On the spectra of prefix-reversal graphs

TL;DR

This paper investigates the spectral properties of prefix-reversal graphs, revealing their spectra contain specific ranges of even or integer values, and demonstrating they have a small spectral gap, with implications for related combinatorial structures.

Contribution

It provides a detailed spectral analysis of prefix-reversal graphs, including undirected and directed variants, and characterizes their spectra in terms of integer intervals and gaps.

Findings

Spectra of undirected prefix-reversal graphs include all even integers in certain intervals.

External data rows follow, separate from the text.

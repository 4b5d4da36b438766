//! Rules about the declaration itself: its kind, modifiers, type
//! parameters and nesting.

use super::descriptors as d;
use super::{Part, RuleContext};
use crate::diagnostics::Diagnostic;
use crate::patterns::{markers, PatternKind, UnionKind};
use crate::shape;
use crate::syntax::ast::{MethodDecl, ModifierKind};

pub fn type_must_be_class_or_struct(ctx: &RuleContext<'_>) -> Vec<Diagnostic> {
    let applies = matches!(
        ctx.kind(),
        Some(PatternKind::SmartEnum(_) | PatternKind::KeyedValueObject(_) | PatternKind::ComplexValueObject(_))
    );
    if !applies || shape::is_plain_class_or_struct(ctx.decl.kind) {
        return Vec::new();
    }
    vec![ctx.report(
        d::TYPE_MUST_BE_CLASS_OR_STRUCT,
        ctx.decl.name.span,
        vec![ctx.name().to_string()],
    )]
}

pub fn type_must_be_partial(ctx: &RuleContext<'_>) -> Vec<Diagnostic> {
    if ctx.kind().is_none() || shape::is_partial(ctx.decl) {
        return Vec::new();
    }
    vec![ctx
        .report(d::TYPE_MUST_BE_PARTIAL, ctx.decl.name.span, vec![ctx.name().to_string()])
        .with_node_span(ctx.decl.span)]
}

pub fn struct_must_be_read_only(ctx: &RuleContext<'_>) -> Vec<Diagnostic> {
    let applies = match ctx.kind() {
        Some(PatternKind::Union(info)) => matches!(info.kind, UnionKind::AdHoc { .. }),
        Some(_) => true,
        None => false,
    };
    if !applies || !ctx.decl.kind.is_struct_like() || ctx.has_modifier(ModifierKind::Readonly) {
        return Vec::new();
    }
    vec![ctx
        .report(d::STRUCT_MUST_BE_READ_ONLY, ctx.decl.name.span, vec![ctx.name().to_string()])
        .with_node_span(ctx.decl.span)]
}

pub fn type_must_not_be_generic(ctx: &RuleContext<'_>) -> Vec<Diagnostic> {
    // complex value objects may be generic
    let applies = matches!(
        ctx.kind(),
        Some(PatternKind::SmartEnum(_) | PatternKind::KeyedValueObject(_) | PatternKind::Union(_))
    );
    if !applies || ctx.decl.type_params.is_empty() {
        return Vec::new();
    }
    vec![ctx.report(
        d::TYPE_MUST_NOT_BE_GENERIC,
        ctx.decl.name.span,
        vec![ctx.name().to_string(), ctx.decl.type_params.len().to_string()],
    )]
}

pub fn type_must_not_be_inside_generic_type(ctx: &RuleContext<'_>) -> Vec<Diagnostic> {
    if ctx.kind().is_none() {
        return Vec::new();
    }
    let symbols = ctx.compilation.symbols();
    let Some(container) = shape::enclosing_generic_type(symbols, ctx.id) else {
        return Vec::new();
    };
    vec![ctx.report(
        d::TYPE_MUST_NOT_BE_INSIDE_GENERIC_TYPE,
        ctx.decl.name.span,
        vec![ctx.name().to_string(), symbols.decl(container).name.text.clone()],
    )]
}

pub fn primary_constructor_not_allowed(ctx: &RuleContext<'_>) -> Vec<Diagnostic> {
    if ctx.kind().is_none() {
        return Vec::new();
    }
    ctx.part_decls()
        .iter()
        .filter_map(|part| {
            let primary = part.decl.primary_ctor.as_ref()?;
            Some(ctx.report_on(
                part,
                d::PRIMARY_CONSTRUCTOR_NOT_ALLOWED,
                primary.span,
                vec![ctx.name().to_string()],
            ))
        })
        .collect()
}

/// Methods of a smart enum marked `[UseDelegateFromConstructor]`, with the
/// part declaring them.
fn delegate_methods<'a>(ctx: &RuleContext<'a>) -> Vec<(Part<'a>, &'a MethodDecl)> {
    if !matches!(ctx.kind(), Some(PatternKind::SmartEnum(_))) {
        return Vec::new();
    }
    let ns = ctx.library_namespace();
    let mut out = Vec::new();
    for part in ctx.part_decls() {
        let decl = part.decl;
        out.extend(
            decl.methods()
                .filter(|m| markers::has_marker(&m.attributes, markers::USE_DELEGATE_FROM_CONSTRUCTOR, ns))
                .map(|m| (part, m)),
        );
    }
    out
}

pub fn use_delegate_method_must_be_partial(ctx: &RuleContext<'_>) -> Vec<Diagnostic> {
    delegate_methods(ctx)
        .into_iter()
        .filter(|(_, m)| !m.has_modifier(ModifierKind::Partial))
        .map(|(part, m)| {
            ctx.report_on(
                &part,
                d::USE_DELEGATE_FROM_CONSTRUCTOR_METHOD_MUST_BE_PARTIAL,
                m.name.span,
                vec![m.name.text.clone()],
            )
            .with_node_span(m.span)
        })
        .collect()
}

pub fn use_delegate_method_must_not_be_generic(ctx: &RuleContext<'_>) -> Vec<Diagnostic> {
    delegate_methods(ctx)
        .into_iter()
        .filter(|(_, m)| !m.type_params.is_empty())
        .map(|(part, m)| {
            ctx.report_on(
                &part,
                d::USE_DELEGATE_FROM_CONSTRUCTOR_METHOD_MUST_NOT_BE_GENERIC,
                m.name.span,
                vec![m.name.text.clone()],
            )
        })
        .collect()
}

Spectra of directed prefix-reversal graphs include all integers in specific ranges.

Prefix-reversal graphs exhibit a small spectral gap, indicating certain connectivity properties.

Abstract

In this paper, we study spectral properties of prefix-reversal graphs. These graphs are obtained by connecting two elements of $C_m\wr S_n$ via prefix reversals. If $m=1,2$, the corresponding prefix-reversal graphs are the classic pancake and burnt pancake graphs. If $m>2$, then one can consider the directed and undirected versions of these graphs. We prove that the spectrum of the undirected prefix-reversal graph $\mathbb{P}_m(n)$ contains all even integers in the interval $[0,2n]\setminus\{2\lfloor n/2\rfloor\}$ and if $m\equiv0\pmod4$, we then show that the spectrum contains all even integers in $[0,2n]$. In the directed case, we show that the spectrum of the directed prefix-reversal graph $P(m,n)$ contains all integers in the interval $[0,n]\setminus\{\lfloor n/2\rfloor\}$. As a consequence, we show that in either case, the prefix-reversal graphs have a small spectral gap.